*How to complete this task*
Among the entries below, find every line that contains the string "CheckStats", then copy it.
Source records Start Marker
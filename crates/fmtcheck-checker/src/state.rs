//! Per-file checking state.

use tracing::debug;

use crate::call_checker::{CallCheck, CallChecker};
use crate::context::{CheckerContext, CheckerOptions};
use fmtcheck_ast::{NodeArena, NodeIndex};
use fmtcheck_common::Diagnostic;
use fmtcheck_index::SymbolIndex;

/// Counters for one file.
#[derive(Clone, Copy, Debug, Default, PartialEq, Eq)]
pub struct CheckStats {
    pub calls: usize,
    pub checked: usize,
    pub skipped: usize,
    pub abstained: usize,
}

/// Walks a file and validates every method call in it.
pub struct CheckerState<'a> {
    pub ctx: CheckerContext<'a>,
    pub diagnostics: Vec<Diagnostic>,
    pub stats: CheckStats,
}

impl<'a> CheckerState<'a> {
    pub fn new(
        arena: &'a NodeArena,
        index: &'a dyn SymbolIndex,
        file_name: String,
        options: CheckerOptions,
    ) -> Self {
        Self {
            ctx: CheckerContext::new(arena, index, file_name, options),
            diagnostics: Vec::new(),
            stats: CheckStats::default(),
        }
    }

    /// Validate every `MethodReference` reachable from `root`, in source
    /// order. Returns the diagnostics collected so far.
    #[tracing::instrument(level = "trace", skip_all, fields(file = %self.ctx.file_name))]
    pub fn check_source_file(&mut self, root: NodeIndex) -> &[Diagnostic] {
        if !self.ctx.is_index_ready() {
            debug!("symbol index not ready, skipping file");
            return &self.diagnostics;
        }

        let arena = self.ctx.arena;
        for node in arena.preorder(root) {
            if arena.get_method_reference(node).is_none() {
                continue;
            }
            self.stats.calls += 1;
            match CallChecker::new(&self.ctx).check_call(node) {
                CallCheck::Checked(found) => {
                    self.stats.checked += 1;
                    self.diagnostics.extend(found);
                }
                CallCheck::Skipped(_) => self.stats.skipped += 1,
                CallCheck::Abstained => self.stats.abstained += 1,
            }
        }

        debug!(
            calls = self.stats.calls,
            checked = self.stats.checked,
            diagnostics = self.diagnostics.len(),
            "file checked"
        );
        &self.diagnostics
    }

    pub fn take_diagnostics(&mut self) -> Vec<Diagnostic> {
        std::mem::take(&mut self.diagnostics)
    }
}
Source records End Marker
*Response*
pub struct CheckStats {
    pub stats: CheckStats,
            stats: CheckStats::default(),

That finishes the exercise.